Activity
The stretch from the line with "pub type Timestamp" through the line with "fn configure(&mut self, server: &str)" in the records below: write it out exactly, and nothing else.
───── The input
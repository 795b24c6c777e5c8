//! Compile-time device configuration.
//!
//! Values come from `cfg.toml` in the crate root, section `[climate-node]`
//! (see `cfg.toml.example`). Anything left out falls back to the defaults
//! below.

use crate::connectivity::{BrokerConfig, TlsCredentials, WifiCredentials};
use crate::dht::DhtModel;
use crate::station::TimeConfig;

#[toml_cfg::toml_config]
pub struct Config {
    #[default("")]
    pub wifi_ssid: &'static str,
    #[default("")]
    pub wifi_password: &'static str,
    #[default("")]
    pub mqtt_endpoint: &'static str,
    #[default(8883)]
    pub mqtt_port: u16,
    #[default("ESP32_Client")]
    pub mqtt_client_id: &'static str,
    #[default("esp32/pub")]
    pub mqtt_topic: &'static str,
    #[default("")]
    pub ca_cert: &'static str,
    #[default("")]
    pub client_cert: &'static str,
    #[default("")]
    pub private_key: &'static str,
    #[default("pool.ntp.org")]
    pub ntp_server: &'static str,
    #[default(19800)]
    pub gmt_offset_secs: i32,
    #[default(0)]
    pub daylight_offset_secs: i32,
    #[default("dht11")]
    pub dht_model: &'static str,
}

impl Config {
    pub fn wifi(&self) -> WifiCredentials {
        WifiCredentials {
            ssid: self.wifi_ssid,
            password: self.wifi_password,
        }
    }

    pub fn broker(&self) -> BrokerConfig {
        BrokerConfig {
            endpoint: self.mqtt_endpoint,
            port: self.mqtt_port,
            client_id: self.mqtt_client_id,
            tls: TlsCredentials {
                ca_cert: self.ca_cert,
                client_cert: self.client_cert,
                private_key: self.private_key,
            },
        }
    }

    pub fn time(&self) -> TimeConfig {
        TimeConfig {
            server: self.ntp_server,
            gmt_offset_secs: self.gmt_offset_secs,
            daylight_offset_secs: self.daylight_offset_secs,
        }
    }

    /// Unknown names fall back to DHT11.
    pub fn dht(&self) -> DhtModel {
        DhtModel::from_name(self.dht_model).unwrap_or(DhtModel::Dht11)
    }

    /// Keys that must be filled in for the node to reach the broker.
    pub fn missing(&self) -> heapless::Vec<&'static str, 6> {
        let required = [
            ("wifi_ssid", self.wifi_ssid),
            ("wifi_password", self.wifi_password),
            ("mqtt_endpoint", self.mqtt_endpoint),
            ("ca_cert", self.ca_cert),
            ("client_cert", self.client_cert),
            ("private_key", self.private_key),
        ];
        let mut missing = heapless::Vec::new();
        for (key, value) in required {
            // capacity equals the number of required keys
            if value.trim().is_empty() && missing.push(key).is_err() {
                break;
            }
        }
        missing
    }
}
──────────
───── The input
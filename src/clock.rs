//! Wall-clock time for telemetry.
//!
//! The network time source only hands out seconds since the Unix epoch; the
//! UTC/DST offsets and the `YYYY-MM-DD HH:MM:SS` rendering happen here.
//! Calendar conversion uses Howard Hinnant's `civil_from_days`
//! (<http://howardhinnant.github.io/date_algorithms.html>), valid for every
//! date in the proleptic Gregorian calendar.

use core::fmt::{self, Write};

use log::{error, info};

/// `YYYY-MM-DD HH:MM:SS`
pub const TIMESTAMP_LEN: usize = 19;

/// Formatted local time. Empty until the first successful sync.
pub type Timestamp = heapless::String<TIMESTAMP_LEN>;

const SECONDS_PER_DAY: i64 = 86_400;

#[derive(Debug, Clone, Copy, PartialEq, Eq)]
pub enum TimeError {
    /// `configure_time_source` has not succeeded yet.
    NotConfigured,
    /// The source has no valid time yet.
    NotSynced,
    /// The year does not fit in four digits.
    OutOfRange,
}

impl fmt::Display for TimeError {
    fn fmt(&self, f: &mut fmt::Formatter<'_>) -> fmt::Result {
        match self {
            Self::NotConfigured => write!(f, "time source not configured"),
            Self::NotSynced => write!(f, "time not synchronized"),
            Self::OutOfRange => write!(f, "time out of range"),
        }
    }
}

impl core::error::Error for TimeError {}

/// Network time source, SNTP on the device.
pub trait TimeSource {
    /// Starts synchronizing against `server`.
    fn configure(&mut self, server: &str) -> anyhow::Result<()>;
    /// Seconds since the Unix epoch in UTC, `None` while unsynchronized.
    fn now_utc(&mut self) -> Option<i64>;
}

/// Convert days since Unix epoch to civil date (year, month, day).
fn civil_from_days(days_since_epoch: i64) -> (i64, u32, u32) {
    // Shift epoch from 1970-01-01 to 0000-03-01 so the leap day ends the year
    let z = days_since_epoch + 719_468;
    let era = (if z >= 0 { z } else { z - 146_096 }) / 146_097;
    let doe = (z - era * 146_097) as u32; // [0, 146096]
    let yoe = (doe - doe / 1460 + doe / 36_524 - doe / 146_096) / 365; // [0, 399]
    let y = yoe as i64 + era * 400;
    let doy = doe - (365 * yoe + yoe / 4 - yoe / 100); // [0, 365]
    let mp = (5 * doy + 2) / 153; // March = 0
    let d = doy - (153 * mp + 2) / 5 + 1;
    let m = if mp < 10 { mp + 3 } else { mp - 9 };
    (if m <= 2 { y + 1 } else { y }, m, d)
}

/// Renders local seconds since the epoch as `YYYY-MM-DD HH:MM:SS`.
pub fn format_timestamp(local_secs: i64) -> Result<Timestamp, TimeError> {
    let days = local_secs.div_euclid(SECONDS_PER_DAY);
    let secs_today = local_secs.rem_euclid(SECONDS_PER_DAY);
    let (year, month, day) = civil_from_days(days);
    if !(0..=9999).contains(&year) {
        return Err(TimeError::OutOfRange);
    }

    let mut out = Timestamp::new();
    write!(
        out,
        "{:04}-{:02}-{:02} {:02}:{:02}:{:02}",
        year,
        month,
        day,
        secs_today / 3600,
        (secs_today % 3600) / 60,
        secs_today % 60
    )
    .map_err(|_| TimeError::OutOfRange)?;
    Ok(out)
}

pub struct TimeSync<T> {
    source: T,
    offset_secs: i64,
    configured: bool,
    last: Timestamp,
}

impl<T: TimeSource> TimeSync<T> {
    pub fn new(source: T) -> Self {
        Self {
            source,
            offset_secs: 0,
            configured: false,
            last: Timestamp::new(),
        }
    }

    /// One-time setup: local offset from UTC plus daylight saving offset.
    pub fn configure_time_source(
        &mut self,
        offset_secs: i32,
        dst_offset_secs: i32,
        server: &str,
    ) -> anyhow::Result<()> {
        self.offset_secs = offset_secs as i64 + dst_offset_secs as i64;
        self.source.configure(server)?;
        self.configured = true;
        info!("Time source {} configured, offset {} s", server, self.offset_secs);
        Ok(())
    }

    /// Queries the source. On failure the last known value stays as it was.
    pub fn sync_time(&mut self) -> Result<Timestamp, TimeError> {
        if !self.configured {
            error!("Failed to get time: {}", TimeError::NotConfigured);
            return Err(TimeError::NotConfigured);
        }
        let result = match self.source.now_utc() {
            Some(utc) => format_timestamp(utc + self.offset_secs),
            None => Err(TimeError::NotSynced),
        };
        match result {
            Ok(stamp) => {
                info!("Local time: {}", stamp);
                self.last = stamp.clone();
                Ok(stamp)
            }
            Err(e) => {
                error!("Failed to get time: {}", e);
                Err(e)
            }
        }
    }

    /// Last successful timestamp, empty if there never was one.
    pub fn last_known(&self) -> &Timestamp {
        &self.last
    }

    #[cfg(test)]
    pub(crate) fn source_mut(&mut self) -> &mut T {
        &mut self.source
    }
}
──────────
───── The input
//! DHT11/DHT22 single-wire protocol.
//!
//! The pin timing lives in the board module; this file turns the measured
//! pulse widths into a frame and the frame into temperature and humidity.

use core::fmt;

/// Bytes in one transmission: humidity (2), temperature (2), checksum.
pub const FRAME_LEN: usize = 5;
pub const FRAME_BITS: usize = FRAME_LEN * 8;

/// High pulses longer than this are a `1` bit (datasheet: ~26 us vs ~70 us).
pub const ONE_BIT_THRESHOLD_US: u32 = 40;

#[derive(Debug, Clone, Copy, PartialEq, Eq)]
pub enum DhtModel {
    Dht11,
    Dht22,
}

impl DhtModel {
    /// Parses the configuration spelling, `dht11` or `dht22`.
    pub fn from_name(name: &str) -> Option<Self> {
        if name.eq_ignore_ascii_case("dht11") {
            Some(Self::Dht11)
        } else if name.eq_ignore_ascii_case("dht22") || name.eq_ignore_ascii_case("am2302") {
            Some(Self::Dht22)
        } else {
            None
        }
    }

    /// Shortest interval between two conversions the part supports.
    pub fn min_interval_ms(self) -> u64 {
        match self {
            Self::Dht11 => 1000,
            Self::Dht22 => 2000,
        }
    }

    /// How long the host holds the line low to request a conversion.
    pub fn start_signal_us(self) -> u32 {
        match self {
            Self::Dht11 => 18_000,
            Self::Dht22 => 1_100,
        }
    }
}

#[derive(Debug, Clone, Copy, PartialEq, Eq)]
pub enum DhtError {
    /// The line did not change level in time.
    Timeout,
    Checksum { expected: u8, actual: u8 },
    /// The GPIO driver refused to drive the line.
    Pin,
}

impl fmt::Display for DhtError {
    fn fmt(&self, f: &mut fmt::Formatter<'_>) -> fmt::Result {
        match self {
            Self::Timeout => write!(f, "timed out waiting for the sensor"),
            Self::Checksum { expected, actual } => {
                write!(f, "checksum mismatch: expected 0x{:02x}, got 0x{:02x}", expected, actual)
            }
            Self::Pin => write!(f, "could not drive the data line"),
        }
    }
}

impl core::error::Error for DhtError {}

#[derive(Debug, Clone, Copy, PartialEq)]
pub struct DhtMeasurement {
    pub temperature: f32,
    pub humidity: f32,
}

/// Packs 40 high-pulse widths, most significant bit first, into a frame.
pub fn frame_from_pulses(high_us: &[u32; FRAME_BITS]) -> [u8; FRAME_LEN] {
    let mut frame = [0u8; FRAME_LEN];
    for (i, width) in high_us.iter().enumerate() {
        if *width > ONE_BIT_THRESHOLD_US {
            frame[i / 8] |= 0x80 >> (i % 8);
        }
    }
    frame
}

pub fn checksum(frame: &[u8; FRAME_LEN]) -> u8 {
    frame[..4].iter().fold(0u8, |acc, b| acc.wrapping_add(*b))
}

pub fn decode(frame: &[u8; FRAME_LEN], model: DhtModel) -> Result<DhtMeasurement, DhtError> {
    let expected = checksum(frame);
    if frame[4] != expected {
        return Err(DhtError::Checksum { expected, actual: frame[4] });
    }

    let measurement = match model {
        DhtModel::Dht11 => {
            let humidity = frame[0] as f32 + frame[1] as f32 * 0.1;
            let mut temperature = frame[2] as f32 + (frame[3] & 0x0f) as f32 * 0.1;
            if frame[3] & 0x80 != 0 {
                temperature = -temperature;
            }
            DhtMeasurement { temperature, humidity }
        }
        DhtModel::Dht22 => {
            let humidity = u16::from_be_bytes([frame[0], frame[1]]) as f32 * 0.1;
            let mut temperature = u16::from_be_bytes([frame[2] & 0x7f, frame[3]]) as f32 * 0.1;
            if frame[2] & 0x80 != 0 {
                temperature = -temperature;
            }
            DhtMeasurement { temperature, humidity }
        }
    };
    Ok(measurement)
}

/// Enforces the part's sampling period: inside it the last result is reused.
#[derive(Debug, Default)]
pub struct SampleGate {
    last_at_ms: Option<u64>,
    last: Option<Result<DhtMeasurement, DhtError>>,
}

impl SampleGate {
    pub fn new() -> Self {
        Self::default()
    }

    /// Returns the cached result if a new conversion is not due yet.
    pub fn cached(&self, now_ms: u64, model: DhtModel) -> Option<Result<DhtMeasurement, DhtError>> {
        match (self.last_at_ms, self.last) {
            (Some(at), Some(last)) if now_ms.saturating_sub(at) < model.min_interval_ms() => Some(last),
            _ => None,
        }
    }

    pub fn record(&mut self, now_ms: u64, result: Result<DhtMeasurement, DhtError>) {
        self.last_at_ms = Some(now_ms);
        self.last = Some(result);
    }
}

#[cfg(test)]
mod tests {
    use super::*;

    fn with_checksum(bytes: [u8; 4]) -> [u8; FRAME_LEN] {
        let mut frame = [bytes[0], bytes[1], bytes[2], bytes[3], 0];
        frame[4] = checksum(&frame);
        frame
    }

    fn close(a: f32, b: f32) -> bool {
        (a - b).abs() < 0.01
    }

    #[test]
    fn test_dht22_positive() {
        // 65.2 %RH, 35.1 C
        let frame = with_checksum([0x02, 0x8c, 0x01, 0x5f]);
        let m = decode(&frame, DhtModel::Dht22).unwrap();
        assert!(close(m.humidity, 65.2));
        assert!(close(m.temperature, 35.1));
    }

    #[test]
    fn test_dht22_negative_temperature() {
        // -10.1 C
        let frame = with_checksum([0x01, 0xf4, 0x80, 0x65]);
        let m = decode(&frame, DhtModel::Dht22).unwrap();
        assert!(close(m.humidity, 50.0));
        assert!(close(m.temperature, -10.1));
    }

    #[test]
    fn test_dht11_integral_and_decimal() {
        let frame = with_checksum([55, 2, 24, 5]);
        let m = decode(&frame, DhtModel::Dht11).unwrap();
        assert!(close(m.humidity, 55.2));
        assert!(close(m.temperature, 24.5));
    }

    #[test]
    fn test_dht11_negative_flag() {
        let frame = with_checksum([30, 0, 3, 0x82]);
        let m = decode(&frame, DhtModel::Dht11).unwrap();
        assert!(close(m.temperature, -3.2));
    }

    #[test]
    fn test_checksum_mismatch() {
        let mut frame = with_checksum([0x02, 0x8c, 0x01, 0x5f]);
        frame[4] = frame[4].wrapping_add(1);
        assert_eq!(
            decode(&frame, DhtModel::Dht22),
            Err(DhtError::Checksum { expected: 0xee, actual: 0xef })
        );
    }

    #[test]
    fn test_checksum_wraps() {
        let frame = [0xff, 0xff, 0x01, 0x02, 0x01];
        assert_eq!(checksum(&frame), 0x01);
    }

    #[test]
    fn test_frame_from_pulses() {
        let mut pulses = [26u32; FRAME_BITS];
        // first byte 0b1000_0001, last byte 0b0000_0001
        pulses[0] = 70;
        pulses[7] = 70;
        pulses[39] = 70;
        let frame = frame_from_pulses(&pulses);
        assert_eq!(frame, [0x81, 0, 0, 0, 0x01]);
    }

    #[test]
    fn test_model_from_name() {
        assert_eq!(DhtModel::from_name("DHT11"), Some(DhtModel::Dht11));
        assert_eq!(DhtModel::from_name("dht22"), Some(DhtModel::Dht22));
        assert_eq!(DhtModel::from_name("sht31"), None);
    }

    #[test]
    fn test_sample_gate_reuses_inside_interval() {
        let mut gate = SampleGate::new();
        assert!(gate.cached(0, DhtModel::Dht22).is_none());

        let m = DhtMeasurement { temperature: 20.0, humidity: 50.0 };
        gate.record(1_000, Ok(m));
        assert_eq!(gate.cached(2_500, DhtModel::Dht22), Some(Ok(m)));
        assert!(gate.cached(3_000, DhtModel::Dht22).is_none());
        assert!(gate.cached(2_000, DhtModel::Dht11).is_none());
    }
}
──────────
Solution to the exercise
pub type Timestamp = heapless::String<TIMESTAMP_LEN>;

const SECONDS_PER_DAY: i64 = 86_400;

#[derive(Debug, Clone, Copy, PartialEq, Eq)]
pub enum TimeError {
    /// `configure_time_source` has not succeeded yet.
    NotConfigured,
    /// The source has no valid time yet.
    NotSynced,
    /// The year does not fit in four digits.
    OutOfRange,
}

impl fmt::Display for TimeError {
    fn fmt(&self, f: &mut fmt::Formatter<'_>) -> fmt::Result {
        match self {
            Self::NotConfigured => write!(f, "time source not configured"),
            Self::NotSynced => write!(f, "time not synchronized"),
            Self::OutOfRange => write!(f, "time out of range"),
        }
    }
}

impl core::error::Error for TimeError {}

/// Network time source, SNTP on the device.
pub trait TimeSource {
    /// Starts synchronizing against `server`.
    fn configure(&mut self, server: &str) -> anyhow::Result<()>;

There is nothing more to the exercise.